Karya-karya Besar Syeikh Nurruddin Ar-Raniry: 

1. Kitab Al-Shirath al-Mustaqim (1634) 


2. Kitab Durrat al-faraid bi Syarh al-‘Aqaid an Nasafiyah (1635) 


3. Kitab Hidayat al-habib fi al Targhib wa’l-Tarhib (1635)


4. Kitab Bustanus al-Shalathin fi dzikr al-Awwalin Wa’l-Akhirin (1638) 


5. Kitab Nubdzah fi da’wa al-zhill ma’a shahibihi 6. Kitab Latha’if al-Asrar 


7. Kitab Asral an-Insan fi Ma’rifat al-Ruh wa al-Rahman 


8. Kitab Tibyan fi ma’rifat al-Adyan 


9. Kitab Akhbar al-Akhirah fi Ahwal al-Qiyamah 


10. Kitab Hill al-Zhill 


11. Kitab Ma’u’l Hayat li Ahl al-Mamat 


12. Kitab Jawahir al-‘ulum fi Kasyfi’l-Ma’lum 


13. Kitab Aina’l-‘Alam qabl an Yukhlaq 


14. Kitab Syifa’u’l-Qulub 


15. Kitab Hujjat al-Shiddiq li daf’I al-Zindiq 


16. Kitab Al-Fat-hu’l-Mubin ‘a’l-Mulhiddin 


17. Kitab Al-Lama’an fi Takfir Man Qala bi Khalg al-Qur-an 


18. Kitab Shawarim al- Shiddiq li Qath’I al-Zindiq


19. Kitab Rahiq al-Muhammadiyyah fi Thariq al-Shufiyyah. 

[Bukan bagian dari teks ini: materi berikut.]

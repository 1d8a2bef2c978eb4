//! WAV header inspection, WAV writing and sample-rate conversion.

use std::io::{BufWriter, Cursor};

use rubato::{FftFixedIn, Resampler};
use tempfile::TempPath;
use tracing::warn;

/// Below this many frames the FFT resampler is skipped in favour of linear interpolation.
const MIN_FFT_FRAMES: usize = 64;
const FFT_CHUNK_FRAMES: usize = 1024;

/// Header facts of a WAV file, read without decoding the samples.
#[derive(Debug, Clone, Copy, PartialEq, Eq)]
pub struct WavInfo {
    pub sample_rate: u32,
    pub channels: u16,
    pub frames: u32,
}

impl WavInfo {
    pub fn duration_secs(&self) -> f64 {
        if self.sample_rate == 0 {
            return 0.0;
        }
        self.frames as f64 / self.sample_rate as f64
    }
}

/// Parse the header of an in-memory WAV file.
pub fn read_wav_info(bytes: &[u8]) -> Result<WavInfo, hound::Error> {
    let reader = hound::WavReader::new(Cursor::new(bytes))?;
    let spec = reader.spec();
    Ok(WavInfo {
        sample_rate: spec.sample_rate,
        channels: spec.channels,
        frames: reader.duration(),
    })
}

fn mono_spec(sample_rate: u32) -> hound::WavSpec {
    hound::WavSpec {
        channels: 1,
        sample_rate,
        bits_per_sample: 16,
        sample_format: hound::SampleFormat::Int,
    }
}

fn to_i16(sample: f32) -> i16 {
    (sample.clamp(-1.0, 1.0) * i16::MAX as f32) as i16
}

/// Write mono samples to a fresh uniquely-named temporary WAV file.
///
/// The file is deleted when the returned [`TempPath`] is dropped.
pub fn write_temp_wav(
    prefix: &str,
    samples: &[f32],
    sample_rate: u32,
) -> Result<TempPath, hound::Error> {
    let mut file = tempfile::Builder::new()
        .prefix(prefix)
        .suffix(".wav")
        .tempfile()?;
    {
        let mut writer =
            hound::WavWriter::new(BufWriter::new(file.as_file_mut()), mono_spec(sample_rate))?;
        for &sample in samples {
            writer.write_sample(to_i16(sample))?;
        }
        writer.finalize()?;
    }
    Ok(file.into_temp_path())
}

/// Interpret raw bytes as 16-bit little-endian mono PCM.
///
/// Returns `None` when the byte count is odd.
pub fn pcm16le_to_f32(bytes: &[u8]) -> Option<Vec<f32>> {
    if bytes.len() % 2 != 0 {
        return None;
    }
    Some(
        bytes
            .chunks_exact(2)
            .map(|pair| i16::from_le_bytes([pair[0], pair[1]]) as f32 / 32768.0)
            .collect(),
    )
}

/// Number of output frames for `frames` input frames converted between rates.
pub fn resampled_len(frames: usize, from_rate: u32, to_rate: u32) -> usize {
    (frames as u64 * to_rate as u64).div_ceil(from_rate.max(1) as u64) as usize
}

/// Convert mono samples between sample rates.
///
/// Uses the FFT resampler, falling back to linear interpolation for very
/// short buffers or if the resampler rejects the rate pair.
pub fn resample(samples: &[f32], from_rate: u32, to_rate: u32) -> Vec<f32> {
    if from_rate == to_rate || samples.is_empty() {
        return samples.to_vec();
    }
    if samples.len() < MIN_FFT_FRAMES {
        return resample_linear(samples, from_rate, to_rate);
    }

    match resample_fft(samples, from_rate, to_rate) {
        Ok(out) => out,
        Err(e) => {
            warn!(%e, from_rate, to_rate, "FFT resampling failed, using linear fallback");
            resample_linear(samples, from_rate, to_rate)
        }
    }
}

fn resample_fft(samples: &[f32], from_rate: u32, to_rate: u32) -> anyhow::Result<Vec<f32>> {
    let mut resampler =
        FftFixedIn::<f32>::new(from_rate as usize, to_rate as usize, FFT_CHUNK_FRAMES, 2, 1)?;

    let expected = resampled_len(samples.len(), from_rate, to_rate);
    let delay = resampler.output_delay();
    let mut out: Vec<f32> = Vec::with_capacity(expected + delay);

    let mut pos = 0;
    while samples.len() - pos >= resampler.input_frames_next() {
        let needed = resampler.input_frames_next();
        let input: [&[f32]; 1] = [&samples[pos..pos + needed]];
        let frames = resampler.process(&input[..], None)?;
        out.extend_from_slice(&frames[0]);
        pos += needed;
    }

    if pos < samples.len() {
        let input: [&[f32]; 1] = [&samples[pos..]];
        let frames = resampler.process_partial(Some(&input[..]), None)?;
        out.extend_from_slice(&frames[0]);
    }

    // Flush the filter tail so the delayed output is complete.
    while out.len() < expected + delay {
        let frames = resampler.process_partial::<&[f32]>(None, None)?;
        if frames[0].is_empty() {
            break;
        }
        out.extend_from_slice(&frames[0]);
    }

    let mut out = out.split_off(delay.min(out.len()));
    out.resize(expected, 0.0);
    Ok(out)
}

fn resample_linear(samples: &[f32], from_rate: u32, to_rate: u32) -> Vec<f32> {
    let ratio = to_rate as f64 / from_rate as f64;
    let new_len = resampled_len(samples.len(), from_rate, to_rate);
    let last = samples.len().saturating_sub(1);

    (0..new_len)
        .map(|i| {
            let src = i as f64 / ratio;
            let floor = (src.floor() as usize).min(last);
            let ceil = (floor + 1).min(last);
            let frac = (src - floor as f64) as f32;
            samples[floor] * (1.0 - frac) + samples[ceil] * frac
        })
        .collect()
}

#[cfg(test)]
mod tests {
    use super::*;

    fn tone(frames: usize, sample_rate: u32) -> Vec<f32> {
        (0..frames)
            .map(|i| (i as f32 * 440.0 * 2.0 * std::f32::consts::PI / sample_rate as f32).sin() * 0.5)
            .collect()
    }

    #[test]
    fn test_temp_wav_header() {
        let samples = tone(16_000, 16_000);
        let path = write_temp_wav("vozqa-test-", &samples, 16_000).unwrap();
        let bytes = std::fs::read(&path).unwrap();
        assert_eq!(&bytes[0..4], b"RIFF");
        assert_eq!(&bytes[8..12], b"WAVE");

        let info = read_wav_info(&bytes).unwrap();
        assert_eq!(info.sample_rate, 16_000);
        assert_eq!(info.channels, 1);
        assert_eq!(info.frames, 16_000);
        assert!((info.duration_secs() - 1.0).abs() < 1e-9);
    }

    #[test]
    fn test_wav_info_rejects_garbage() {
        assert!(read_wav_info(b"definitely not a wav file").is_err());
    }

    #[test]
    fn test_wav_info_counts_frames_not_samples() {
        let spec = hound::WavSpec {
            channels: 2,
            sample_rate: 8_000,
            bits_per_sample: 16,
            sample_format: hound::SampleFormat::Int,
        };
        let mut cursor = Cursor::new(Vec::new());
        let mut writer = hound::WavWriter::new(&mut cursor, spec).unwrap();
        for _ in 0..800 {
            writer.write_sample(100i16).unwrap();
            writer.write_sample(-100i16).unwrap();
        }
        writer.finalize().unwrap();

        let info = read_wav_info(cursor.get_ref()).unwrap();
        assert_eq!(info.channels, 2);
        assert_eq!(info.frames, 800);
        assert!((info.duration_secs() - 0.1).abs() < 1e-9);
    }

    #[test]
    fn test_pcm16le_conversion() {
        let bytes = [0x00, 0x00, 0xff, 0x7f, 0x00, 0x80];
        let samples = pcm16le_to_f32(&bytes).unwrap();
        assert_eq!(samples.len(), 3);
        assert_eq!(samples[0], 0.0);
        assert!(samples[1] > 0.99);
        assert_eq!(samples[2], -1.0);
        assert!(pcm16le_to_f32(&[0x00, 0x01, 0x02]).is_none());
    }

    #[test]
    fn test_resample_to_48k_length() {
        let input = tone(24_000, 24_000);
        let out = resample(&input, 24_000, 48_000);
        assert_eq!(out.len(), 48_000);
        assert!(out.iter().any(|s| s.abs() > 0.1));
    }

    #[test]
    fn test_resample_uneven_ratio_length() {
        let input = tone(5_000, 22_050);
        let out = resample(&input, 22_050, 48_000);
        assert_eq!(out.len(), resampled_len(5_000, 22_050, 48_000));
    }

    #[test]
    fn test_resample_short_buffer_uses_linear() {
        let input = vec![0.0, 1.0, 0.0, -1.0];
        let out = resample(&input, 16_000, 48_000);
        assert_eq!(out.len(), 12);
        assert_eq!(out[0], 0.0);
        assert_eq!(out[3], 1.0);
    }

    #[test]
    fn test_resample_same_rate_is_identity() {
        let input = tone(100, 48_000);
        assert_eq!(resample(&input, 48_000, 48_000), input);
    }

    #[test]
    fn test_temp_wav_unique_and_removed_on_drop() {
        let samples = tone(480, 48_000);
        let a = write_temp_wav("vozqa-test-", &samples, 48_000).unwrap();
        let b = write_temp_wav("vozqa-test-", &samples, 48_000).unwrap();
        assert_ne!(a.to_path_buf(), b.to_path_buf());

        let bytes = std::fs::read(&a).unwrap();
        let info = read_wav_info(&bytes).unwrap();
        assert_eq!(info.sample_rate, 48_000);
        assert_eq!(info.frames, 480);

        let path = a.to_path_buf();
        drop(a);
        assert!(!path.exists());
    }
}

20. Kitab Ba’du Khalg al-samawat wa’l-Ardh 


21. Kitab Kaifiyat al-Shalat 


22. Kitab Hidayat al-Iman bi Fadhli’l-Manaan 

23. Kitab ‘Aqa’id al-Shufiyyat al-Muwahhiddin 


24. Kitab ‘Alaqat Allah bi’l-‘Alam 


25. Kitab Al-Fat-hu’l-Wadud fi Bayan Wahdat al-Wujud 


26. Kitab ‘Ain al-Jawad fi Bayan Wahdat al-Wujud 


27. Kitab Awdhah al-Sabil wa’l-Dalil laisal li Abathil al-Mulhiddin Ta’wil 


28. Kitab Awdhah al-Sabil laisan li Abathil al-Mulhiddin Ta’wil.